24. Aux termes de ses conclusions notifiées le 28 novembre 2025, la société Finexsi sollicite de la cour de voir':
— rejeter les demandes de la SCI Domoc portant sur la révocation de l’ordonnance de clôture, le rejet des conclusions en défense de la société Finexsi et le sursis à statuer ;
— confirmer l’ordonnance du juge de la mise en état rendue le 30 avril 2025 (RG n°24/06698) en ce qu’elle a déclaré la SCI Domoc irrecevable en l’ensemble de ses demandes formées à l’encontre de la société Finexsi ;
— confirmer l’ordonnance du Juge de la mise en état rendue le 30 avril 2025 (RG n°24/06698) en ce qu’elle a condamné la SCI Domoc au paiement des dépens et à une somme de 5.000 euros au titre de l’article 700 du code de procédure civile ;
— confirmer l’ordonnance du Juge de la mise en état rendue le 30 avril 2025 (RG n°24/06698) en ce qu’elle a rejeté la demande de condamnation au titre des frais irrépétibles
formée par la SCI Domoc ;
En conséquence,
— débouter la SCI Domoc de l’ensemble de ses demandes ;
Y ajoutant,
— condamner la SCI Domoc à verser à la société Finexsi la somme de 10.000 euros en
application de l’article 700 du code de procédure civile ;
— condamner la SCI Domoc aux entiers dépens et frais.
25. L’affaire a été appelée à l’audience du 12 décembre 2025.
En application de l’article 455 du code de procédure civile, il convient de se référer aux conclusions ci-dessus visées pour un plus ample exposé des moyens et prétentions des parties.
DISCUSSION
26. Sur la révocation de l’ordonnance de clôture
Moyens des parties
Au soutien de sa demande, l’appelante fait valoir que':
— la société Finexsi a tardivement signifié le 31 octobre 2025 ses conclusions de sorte que la SCI Domoc a été privée du temps utile et nécessaire pour y répondre avant la clôture prononcée le 5 novembre 2025';
— le gérant de la SCI Domoc est domicilié en Belgique, ce qui ne lui a pas laissé le temps de prendre connaissance des conclusions ainsi déposées et d’y répondre';
— la cause grave est ainsi caractérisée et justifie la révocation de l’ordonnance de clôture.
La société Finexsi oppose qu’ elle a notifié ses conclusions le 31 octobre 2025, soit 5 jours avant le prononcé de l’ordonnance de clôture de sorte qu’elles ne peuvent être considérées comme tardives.
Réponse de la cour
Il ressort des dispositions de l’article 803 du code de procédure civile que l’ordonnance de clôture peut être révoquée s’il se révèle une cause grave depuis qu’elle a été rendue.
L’ordonnance de clôture peut être révoquée, d’office ou à la demande des parties, soit par ordonnance motivée du juge de la mise en état, soit, après l’ouverture des débats, par décision de la cour.
Au cas d’espèce, les parties ont été informées par courrier du greffe de la cour en date du 3 juillet 2025 de l’avis de fixation de l’affaire, à bref délai, avec prononcé de la clôture au 5 novembre 2025 pour plaidoirie le 2 décembre 2025.
L’appelante a conclu le 2 septembre 2025 et communiqué 28 pièces.
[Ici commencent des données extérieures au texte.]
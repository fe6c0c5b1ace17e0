//! Task use-cases: the sprint breakdown of user stories.

use std::collections::BTreeSet;
use std::sync::Arc;

use mockable::Clock;
use serde_json::Value;

use crate::domain::history_service::Snapshot;
use crate::domain::permissions::{PermissionContext, ProjectPermission, Requester, rules};
use crate::domain::project::normalize_tags;
use crate::domain::repositories::AccessCache;
use crate::domain::user_stories_service::{authenticated, validate_subject, verify_version};
use crate::domain::{
    Error, HistoryKind, HistoryService, HistoryTarget, MilestoneId, NewTask, Project, ProjectId,
    Repositories, StatusId, StatusKind, Task, TaskFilter, TaskId, User, UserStoryId,
    bulk_subjects,
};

/// Fields of a task to create.
#[derive(Debug, Clone, Default, PartialEq, Eq)]
pub struct CreateTask {
    pub project: ProjectId,
    pub subject: String,
    pub description: String,
    pub status: Option<StatusId>,
    pub user_story: Option<UserStoryId>,
    pub milestone: Option<MilestoneId>,
    pub tags: Vec<String>,
    pub is_iocaine: bool,
}

/// A partial update. `fields` names the payload keys that were present, so
/// `user_story` and `milestone` can be cleared with an explicit null.
#[derive(Debug, Clone, Default, PartialEq, Eq)]
pub struct TaskChanges {
    pub version: Option<Value>,
    pub fields: BTreeSet<String>,
    pub subject: Option<String>,
    pub description: Option<String>,
    pub status: Option<StatusId>,
    pub user_story: Option<UserStoryId>,
    pub milestone: Option<MilestoneId>,
    pub tags: Option<Vec<String>>,
    pub is_iocaine: Option<bool>,
    pub comment: String,
}

/// Newline separated subjects to create under one story.
#[derive(Debug, Clone, PartialEq, Eq)]
pub struct BulkCreateTasks {
    pub project: ProjectId,
    pub milestone: Option<MilestoneId>,
    pub user_story: Option<UserStoryId>,
    pub status: Option<StatusId>,
    pub bulk_tasks: String,
}

/// Task service.
#[derive(Clone)]
pub struct TasksService {
    repos: Repositories,
    history: HistoryService,
    clock: Arc<dyn Clock>,
}

impl TasksService {
    pub fn new(repos: Repositories, history: HistoryService, clock: Arc<dyn Clock>) -> Self {
        Self {
            repos,
            history,
            clock,
        }
    }

    async fn load(&self, id: TaskId) -> Result<(Task, Project), Error> {
        let task = self
            .repos
            .tasks
            .find_by_id(id)
            .await?
            .ok_or_else(|| Error::not_found("Task not found"))?;
        let project = self.repos.project(task.project).await?;
        Ok((task, project))
    }

    async fn authorise(
        &self,
        requester: &Requester,
        project: &Project,
        task: Option<&Task>,
        action: &str,
    ) -> Result<(), Error> {
        let access = self.repos.access(requester, project).await?;
        let ctx = PermissionContext::new(requester)
            .with_project(&access)
            .with_object_owner(task.and_then(|task| task.owner));
        rules::tasks().check(action, &ctx)
    }

    async fn snapshot(
        &self,
        task: &Task,
        kind: HistoryKind,
        author: &User,
        comment: &str,
    ) -> Result<(), Error> {
        self.history
            .take_snapshot(Snapshot {
                target: HistoryTarget::Task(task.id),
                kind,
                state: task.snapshot(),
                author,
                comment,
            })
            .await
            .map(|_| ())
    }

    /// Resolve the planning links of a task. A story wins over an explicit
    /// milestone: the task lands in the story's sprint.
    async fn placement(
        &self,
        project: &Project,
        user_story: Option<UserStoryId>,
        milestone: Option<MilestoneId>,
    ) -> Result<(Option<UserStoryId>, Option<MilestoneId>), Error> {
        if let Some(id) = user_story {
            let story = self
                .repos
                .project_user_story(project.id, id, "user_story")
                .await?;
            return Ok((Some(story.id), story.milestone));
        }
        match milestone {
            Some(id) => {
                let milestone = self
                    .repos
                    .project_milestone(project.id, id, "milestone")
                    .await?;
                Ok((None, Some(milestone.id)))
            }
            None => Ok((None, None)),
        }
    }

    /// Tasks in projects where the requester holds `ViewTasks`.
    pub async fn list(&self, requester: &Requester, filter: &TaskFilter) -> Result<Vec<Task>, Error> {
        let tasks = self.repos.tasks.list(filter).await?;
        let mut cache = AccessCache::default();
        let mut visible = Vec::with_capacity(tasks.len());
        for task in tasks {
            if cache
                .allows(&self.repos, requester, task.project, ProjectPermission::ViewTasks)
                .await?
            {
                visible.push(task);
            }
        }
        Ok(visible)
    }

    /// Fetch one task the requester may view.
    pub async fn retrieve(&self, requester: &Requester, id: TaskId) -> Result<Task, Error> {
        let (task, project) = self.load(id).await?;
        self.authorise(requester, &project, Some(&task), "retrieve")
            .await?;
        Ok(task)
    }

    async fn insert(
        &self,
        author: &User,
        project: &Project,
        request: CreateTask,
    ) -> Result<Task, Error> {
        let subject = validate_subject(&request.subject)?;
        let (status, is_closed) = match request.status.or(project.default_task_status) {
            Some(id) => {
                let status = self
                    .repos
                    .project_status(project.id, StatusKind::Task, id)
                    .await?;
                (Some(status.id), status.is_closed)
            }
            None => (None, false),
        };
        let (user_story, milestone) = self
            .placement(project, request.user_story, request.milestone)
            .await?;
        let reference = self.repos.projects.next_reference(project.id).await?;
        let task = self
            .repos
            .tasks
            .create(NewTask {
                reference,
                project: project.id,
                owner: Some(author.id),
                status,
                user_story,
                milestone,
                subject,
                description: request.description,
                tags: normalize_tags(request.tags),
                is_iocaine: request.is_iocaine,
                is_closed,
                created_date: self.clock.utc(),
            })
            .await?;
        self.snapshot(&task, HistoryKind::Create, author, "").await?;
        Ok(task)
    }

    /// Create a task and record its first history entry.
    ///
    /// A task on a story takes the story's milestone.
    pub async fn create(&self, requester: &Requester, request: CreateTask) -> Result<Task, Error> {
        let project = self.repos.referenced_project(request.project).await?;
        self.authorise(requester, &project, None, "create").await?;
        let author = authenticated(requester)?;
        let task = self.insert(author, &project, request).await?;
        tracing::info!(task = %task.id, project = %project.id, "task created");
        Ok(task)
    }

    /// Apply a version-checked partial update.
    pub async fn update(
        &self,
        requester: &Requester,
        id: TaskId,
        changes: TaskChanges,
    ) -> Result<Task, Error> {
        let (mut task, project) = self.load(id).await?;
        self.authorise(requester, &project, Some(&task), "update")
            .await?;
        let author = authenticated(requester)?;

        let current = task.version;
        verify_version(
            &self.repos,
            HistoryTarget::Task(id),
            changes.version.as_ref(),
            &changes.fields,
            current,
        )
        .await?;

        let now = self.clock.utc();
        if let Some(subject) = changes.subject.as_deref() {
            task.subject = validate_subject(subject)?;
        }
        if let Some(description) = changes.description {
            task.description = description;
        }
        if let Some(status_id) = changes.status {
            let status = self
                .repos
                .project_status(project.id, StatusKind::Task, status_id)
                .await?;
            task.status = Some(status.id);
            task.set_closed(status.is_closed, now);
        }
        let moves_story = changes.fields.contains("user_story");
        let moves_milestone = changes.fields.contains("milestone");
        if moves_story || moves_milestone {
            let user_story = if moves_story {
                changes.user_story
            } else {
                task.user_story
            };
            let milestone = if moves_milestone {
                changes.milestone
            } else {
                task.milestone
            };
            (task.user_story, task.milestone) =
                self.placement(&project, user_story, milestone).await?;
        }
        if let Some(tags) = changes.tags {
            task.tags = normalize_tags(tags);
        }
        if let Some(is_iocaine) = changes.is_iocaine {
            task.is_iocaine = is_iocaine;
        }
        task.version = current + 1;
        task.modified_date = now;

        self.repos.tasks.update(&task, current).await?;
        self.snapshot(&task, HistoryKind::Change, author, &changes.comment)
            .await?;
        Ok(task)
    }

    /// Delete a task after writing its final history entry.
    pub async fn destroy(&self, requester: &Requester, id: TaskId) -> Result<(), Error> {
        let (task, project) = self.load(id).await?;
        self.authorise(requester, &project, Some(&task), "destroy")
            .await?;
        let author = authenticated(requester)?;
        self.snapshot(&task, HistoryKind::Delete, author, "").await?;
        self.repos.tasks.delete(id).await?;
        Ok(())
    }

    /// Create one task per non-blank line of `bulk_tasks`.
    pub async fn bulk_create(
        &self,
        requester: &Requester,
        request: BulkCreateTasks,
    ) -> Result<Vec<Task>, Error> {
        let project = self.repos.referenced_project(request.project).await?;
        self.authorise(requester, &project, None, "bulk_create")
            .await?;
        let author = authenticated(requester)?;

        let mut created = Vec::new();
        for subject in bulk_subjects(&request.bulk_tasks) {
            let task = self
                .insert(
                    author,
                    &project,
                    CreateTask {
                        project: project.id,
                        subject,
                        status: request.status,
                        user_story: request.user_story,
                        milestone: request.milestone,
                        ..CreateTask::default()
                    },
                )
                .await?;
            created.push(task);
        }
        tracing::info!(project = %project.id, count = created.len(), "tasks bulk created");
        Ok(created)
    }
}

#[cfg(test)]
#[path = "tasks_service_tests.rs"]
mod tests;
L’intimée a conclu le 31 octobre 2025 et communiqué 7 pièces.
Le 3 novembre 2025, le conseil de la SCI Domoc sollicitait le report du prononcé de l’ordonnance de clôture aux fins de réplique aux conclusions de l’intimée.
La cour retient que les parties ont été informées du calendrier de procédure fixée par le conseiller de la mise en état le 3 juillet 2025, que l’appelante a conclu dans les 2 mois suivant l’avis de fixation transmis et l’intimée a conclu dans le mois suivant la notification des conclusions de l’appelante et 5 jours avant le prononcé de l’ordonnance de clôture de sorte que ses conclusions ne peuvent être considérées ni comme tardives dans le cadre d’une instruction à bref délai, d’autant que l’intimée disposait alors d’un délai de 5 jours pour notifier le cas échéant des conclusions responsives, ni comme une cause grave postérieure au prononcé de l’ordonnance susceptible de justifier sa révocation.
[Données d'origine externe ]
//! Tests for the history handlers.

use actix_web::http::StatusCode;
use actix_web::test as actix_test;
use serde_json::{Value, json};

use crate::domain::ProjectPermission;
use crate::inbound::http::test_utils::{bearer, call_json, test_app};
use crate::test_support::TestWorld;

fn entry_id(entries: &Value, index: usize) -> String {
    entries[index]["id"]
        .as_str()
        .expect("entry id")
        .to_owned()
}

#[actix_web::test]
async fn comments_are_hidden_and_restored() {
    let world = TestWorld::new();
    let owner = world.user("owner").await;
    let editor = world.user("editor").await;
    let stranger = world.user("stranger").await;
    let project = world.project(&owner, "Board", false).await;
    world
        .member(
            &project,
            &editor,
            &[
                ProjectPermission::ViewProject,
                ProjectPermission::ViewUs,
                ProjectPermission::ModifyUs,
            ],
        )
        .await;
    let app = actix_test::init_service(test_app(&world)).await;

    let (_, story) = call_json(
        &app,
        actix_test::TestRequest::post()
            .uri("/api/v1/userstories")
            .insert_header(bearer(&world, &owner))
            .set_json(json!({"project": project.id.get(), "subject": "Login page"}))
            .to_request(),
    )
    .await;
    let id = story["id"].as_i64().expect("story id");
    let (status, _) = call_json(
        &app,
        actix_test::TestRequest::patch()
            .uri(&format!("/api/v1/userstories/{id}"))
            .insert_header(bearer(&world, &editor))
            .set_json(json!({"version": 1, "subject": "Sign-in page", "comment": "clearer"}))
            .to_request(),
    )
    .await;
    assert_eq!(status, StatusCode::OK);

    let history = format!("/api/v1/history/userstory/{id}");
    let (status, entries) = call_json(
        &app,
        actix_test::TestRequest::get().uri(&history).to_request(),
    )
    .await;
    assert_eq!(status, StatusCode::OK);
    assert_eq!(entries.as_array().map(Vec::len), Some(2));
    assert_eq!(entries[0]["type"], "create");
    assert_eq!(entries[1]["type"], "change");
    assert_eq!(entries[1]["comment"], "clearer");
    assert_eq!(
        entries[1]["diff"]["subject"],
        json!(["Login page", "Sign-in page"])
    );
    let change = entry_id(&entries, 1);

    let delete = format!("{history}/delete_comment?id={change}");
    let (status, _) = call_json(
        &app,
        actix_test::TestRequest::post()
            .uri(&delete)
            .insert_header(bearer(&world, &stranger))
            .to_request(),
    )
    .await;
    assert_eq!(status, StatusCode::FORBIDDEN);

    let (status, _) = call_json(
        &app,
        actix_test::TestRequest::post()
            .uri(&delete)
            .insert_header(bearer(&world, &editor))
            .to_request(),
    )
    .await;
    assert_eq!(status, StatusCode::NO_CONTENT);

    let (_, entries) = call_json(
        &app,
        actix_test::TestRequest::get().uri(&history).to_request(),
    )
    .await;
    assert_eq!(entries[1]["delete_comment_user"]["pk"], editor.id.get());
    assert!(entries[1]["delete_comment_date"].is_string());

    let (status, _) = call_json(
        &app,
        actix_test::TestRequest::post()
            .uri(&format!("{history}/undelete_comment?id={change}"))
            .insert_header(bearer(&world, &owner))
            .to_request(),
    )
    .await;
    assert_eq!(status, StatusCode::NO_CONTENT);

    let (_, entries) = call_json(
        &app,
        actix_test::TestRequest::get().uri(&history).to_request(),
    )
    .await;
    assert_eq!(entries[1]["delete_comment_date"], Value::Null);

    let (status, body) = call_json(
        &app,
        actix_test::TestRequest::post()
            .uri(&format!(
                "{history}/delete_comment?id={}",
                entry_id(&entries, 0)
            ))
            .insert_header(bearer(&world, &owner))
            .to_request(),
    )
    .await;
    assert_eq!(status, StatusCode::BAD_REQUEST);
    assert_eq!(body["message"], "Comment does not exist");
}

#[actix_web::test]
async fn unknown_history_targets_are_not_found() {
    let world = TestWorld::new();
    let app = actix_test::init_service(test_app(&world)).await;

    for uri in ["/api/v1/history/task/1", "/api/v1/history/issue/999"] {
        let (status, _) = call_json(&app, actix_test::TestRequest::get().uri(uri).to_request()).await;
        assert_eq!(status, StatusCode::NOT_FOUND, "{uri}");
    }
}

#[actix_web::test]
async fn private_history_needs_membership() {
    let world = TestWorld::new();
    let owner = world.user("owner").await;
    let stranger = world.user("stranger").await;
    let project = world.private_project(&owner, "Secret").await;
    let app = actix_test::init_service(test_app(&world)).await;
    let (_, issue) = call_json(
        &app,
        actix_test::TestRequest::post()
            .uri("/api/v1/issues")
            .insert_header(bearer(&world, &owner))
            .set_json(json!({"project": project.id.get(), "subject": "Crash"}))
            .to_request(),
    )
    .await;
    let history = format!("/api/v1/history/issue/{}", issue["id"]);

    let (status, _) = call_json(
        &app,
        actix_test::TestRequest::get()
            .uri(&history)
            .insert_header(bearer(&world, &stranger))
            .to_request(),
    )
    .await;
    assert_eq!(status, StatusCode::FORBIDDEN);

    let (status, entries) = call_json(
        &app,
        actix_test::TestRequest::get()
            .uri(&history)
            .insert_header(bearer(&world, &owner))
            .to_request(),
    )
    .await;
    assert_eq!(status, StatusCode::OK);
    assert_eq!(entries.as_array().map(Vec::len), Some(1));
}
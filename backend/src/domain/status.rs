//! Workflow statuses for user stories, tasks and issues.

use std::fmt;

use serde::{Deserialize, Serialize};
use utoipa::ToSchema;

use crate::domain::{ProjectId, StatusId};

/// Which kind of item a status applies to.
#[derive(Debug, Clone, Copy, PartialEq, Eq, Hash, Serialize, Deserialize, ToSchema)]
#[serde(rename_all = "snake_case")]
pub enum StatusKind {
    /// Columns of the backlog and kanban boards.
    UserStory,
    /// Columns of the sprint taskboard.
    Task,
    /// Issue workflow.
    Issue,
}

impl StatusKind {
    /// Every kind, in the order project templates create them.
    pub const ALL: [Self; 3] = [Self::UserStory, Self::Task, Self::Issue];

    /// Storage name, as kept in the `statuses.kind` column.
    pub const fn as_str(self) -> &'static str {
        match self {
            Self::UserStory => "user_story",
            Self::Task => "task",
            Self::Issue => "issue",
        }
    }

    /// Parse the storage name.
    pub fn parse(raw: &str) -> Option<Self> {
        match raw {
            "user_story" => Some(Self::UserStory),
            "task" => Some(Self::Task),
            "issue" => Some(Self::Issue),
            _ => None,
        }
    }
}

impl fmt::Display for StatusKind {
    fn fmt(&self, f: &mut fmt::Formatter<'_>) -> fmt::Result {
        f.write_str(self.as_str())
    }
}

/// Status data before it is stored.
#[derive(Debug, Clone, PartialEq, Eq)]
pub struct NewStatus {
    pub project: ProjectId,
    pub kind: StatusKind,
    pub name: String,
    pub slug: String,
    pub order: i32,
    pub is_closed: bool,
    pub color: String,
}

/// Column of a project's board. `(project, kind, slug)` is unique.
#[derive(Debug, Clone, PartialEq, Eq)]
pub struct Status {
    pub id: StatusId,
    pub project: ProjectId,
    pub kind: StatusKind,
    pub name: String,
    pub slug: String,
    pub order: i32,
    pub is_closed: bool,
    pub color: String,
}

impl Status {
    /// Attach the storage identifier to a new status.
    pub fn from_new(id: StatusId, new_status: NewStatus) -> Self {
        let NewStatus {
            project,
            kind,
            name,
            slug,
            order,
            is_closed,
            color,
        } = new_status;
        Self {
            id,
            project,
            kind,
            name,
            slug,
            order,
            is_closed,
            color,
        }
    }
}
La demande à ce titre sera donc rejetée.
27. Sur la demande de rejet des conclusions signifiées par la société Finexsi le 31 octobre 2025
Moyens des parties
L’appelante soutient, sur le fondement des articles 802 et suivant et 906 et suivants du code de procédure civile, que les conclusions tardives de la société Fenexsi devront être rejetées par respect du principe du contradictoire.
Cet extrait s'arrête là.